Urine contains substances that can irritate or damage the cells that line the urinary bladder. If the layer of mucus and glycosaminoglycans that helps to protect the cells of the bladder wall becomes defective or deficient, ulcerated areas can appear. Irritation to nerves in the bladder wall can then cause pain.

Dr. Kaplan suggests a multimodal initial treatment plan:

  1. Analgesics to address pain. Your veterinarian may use non-steroidal anti-inflammatory drugs, opioids (such as buprenorphine), or gabapentin to address neuropathic pain.
  2. Medication to help relax the muscles in the urethral sphincter so the cat can urinate more easily. These muscles can become spastic (contracted) after the cat has been straining for a long time.
  3. Subcutaneous fluids to help dilute the urine so it is less irritating to the inflamed bladder and urethra.
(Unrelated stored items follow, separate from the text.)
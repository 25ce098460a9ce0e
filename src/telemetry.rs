use anyhow::Result;
use tracing_subscriber::{layer::SubscriberExt, util::SubscriberInitExt, EnvFilter};
use uuid::Uuid;

use crate::config::ObservabilityConfig;

/// Initialize structured logging on stderr.
///
/// `RUST_LOG` wins over the configured level so operators can turn on
/// debug output for a single invocation.
pub fn init_telemetry(config: &ObservabilityConfig) -> Result<()> {
    let filter = EnvFilter::try_from_default_env()
        .or_else(|_| EnvFilter::try_new(&config.log_level))?;

    let registry = tracing_subscriber::registry().with(filter);

    if config.json_logs {
        registry
            .with(
                tracing_subscriber::fmt::layer()
                    .json()
                    .with_current_span(true)
                    .with_span_list(true)
                    .with_writer(std::io::stderr),
            )
            .try_init()?;
    } else {
        registry
            .with(tracing_subscriber::fmt::layer().with_writer(std::io::stderr))
            .try_init()?;
    }

    tracing::debug!("Governance telemetry initialized");
    Ok(())
}

/// Generate a correlation ID for linking the events of one invocation
pub fn generate_correlation_id() -> String {
    Uuid::new_v4().to_string()
}

/// Create a span with common command attributes
pub fn create_command_span(
    command: &str,
    actor: Option<&str>,
    correlation_id: &str,
) -> tracing::Span {
    tracing::info_span!(
        "command",
        command = command,
        actor = actor,
        correlation.id = correlation_id,
    )
}

/// Local host name for audit documents, `unknown` when unavailable
pub fn host_name() -> String {
    hostname::get()
        .ok()
        .and_then(|name| name.into_string().ok())
        .unwrap_or_else(|| "unknown".to_string())
}
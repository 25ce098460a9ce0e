use anyhow::Result;
use chrono::Utc;
use tracing::warn;

use super::{Command, CommandContext, CommandStatus};
use crate::governance::{ActiveActorGuard, Actor, GovernanceError, StateUpdate};

pub struct CheckActiveCommand {
    pub actor: Option<String>,
    pub warn_only: bool,
    pub quiet: bool,
}

impl CheckActiveCommand {
    pub fn new(actor: Option<String>) -> Self {
        Self {
            actor,
            warn_only: false,
            quiet: false,
        }
    }

    pub fn with_warn_only(mut self, warn_only: bool) -> Self {
        self.warn_only = warn_only;
        self
    }

    pub fn with_quiet(mut self, quiet: bool) -> Self {
        self.quiet = quiet;
        self
    }

    fn say(&self, line: &str) {
        if !self.quiet {
            println!("{line}");
        }
    }

    fn fail(&self, message: &str) -> Result<CommandStatus> {
        warn!(warn_only = self.warn_only, "{message}");
        if self.warn_only {
            self.say(&format!("⚠️  {message}"));
            Ok(CommandStatus::Success)
        } else {
            self.say(&format!("❌ {message}"));
            Ok(CommandStatus::CheckFailed)
        }
    }
}

impl Command for CheckActiveCommand {
    fn execute(&self, ctx: &CommandContext) -> Result<CommandStatus> {
        let Some(identity) = self.actor.clone().or_else(|| ctx.env_actor()) else {
            return self.fail(&format!(
                "No actor identity: pass --as <actor> or set {}",
                ctx.config.governance.actor_env_var
            ));
        };

        let caller: Actor = match identity.parse() {
            Ok(actor) => actor,
            Err(e) => return self.fail(&e.to_string()),
        };

        let state = ctx.store.load()?;
        let now = Utc::now();
        let staleness = ctx.staleness_monitor().describe(&state, now);

        if caller != state.active_actor {
            return self.fail(&format!(
                "{caller} is not the active actor (active: {}); wait for a handoff before writing",
                state.active_actor
            ));
        }

        // Successful checks refresh last_checked
        let refreshed = ctx.store.update(|current| {
            ActiveActorGuard::verify(caller.as_str(), current, "check-active")?;
            current.last_checked = Utc::now();
            Ok(StateUpdate::Persist(current.clone()))
        });
        let refreshed = match refreshed {
            Ok(state) => state,
            Err(e @ GovernanceError::PermissionDenied { .. }) => return self.fail(&e.to_string()),
            Err(e) => return Err(e.into()),
        };

        self.say(&format!("✅ {caller} is the active actor"));
        if let Some(indicator) = staleness {
            self.say(&format!(
                "⏰ State {indicator}: last checked {}",
                state.last_checked.to_rfc3339()
            ));
        }
        if refreshed.awaiting_handoff {
            self.say(&format!(
                "📬 Handoff awaiting acknowledgment: run `idse-gov acknowledge --as {caller}`"
            ));
        }
        Ok(CommandStatus::Success)
    }
}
The fluids also help flush out the inflammatory debris to help promote healing.

Long-Term Help

These treatments help get your cat through the acute phase of FIC, however, about 50% of cats will have a recurrence within one year of the initial diagnosis. It is in the best interests of your cat to resolve the issues that are suspected to have contributed to FIC in the first place.

“Stress relief including MEMO (Multimodal Environmental Modification) is key to successfully managing these cases. Owners should be counseled regarding best diets for these pets (canned food with some added water always helps; prescription diets are also available). Despite many owners’ best efforts, some cats will need anti-anxiety medications as well. Finally, cats do develop medical conditions (such as bladder stones and urinary tract infections) that cause similar clinical signs, so it is crucial that owners have their pets examined by their veterinarians when they are having an episode or flare of cystitis,” says Dr. Kaplan.

MEMO involves owners taking a critical look at their cat’s environment and detecting areas that are potential stressors, such as the placement and number of litterboxes and food bowls if they have more than one cat. They all should be easily accessible.

Make sure you have safe, comfortable resting and sleeping spots in an adequate number. Ideally, there are some safe “hiding” spots available to your cat. You may need multiple scratching posts.

Cats need enrichment. Food puzzle toys, playing with your cat with a feathered wand, retrieving games, a window seat, and even a fish tank can all provide entertainment for your cat. Rotate toys. Take time to groom, play with, and interact with your cat daily. If you have multiple cats, they each need some private one on one time.

Diet is important. Canned food helps, and encouraging drinking is important to keep urine concentration down and flush the bladder. Dump and replace water daily. Ask your veterinarian about antioxidant and fatty acid supplementation. Some studies have suggested that these may help.

Despite all you do, however, some cats need anxiolytic medications to help their stress. Your veterinarian may prescribe these or may refer you to a veterinary behaviorist. Getting a handle on a cat with FIC may take some effort, but the reward is a healthier, happier feline companion.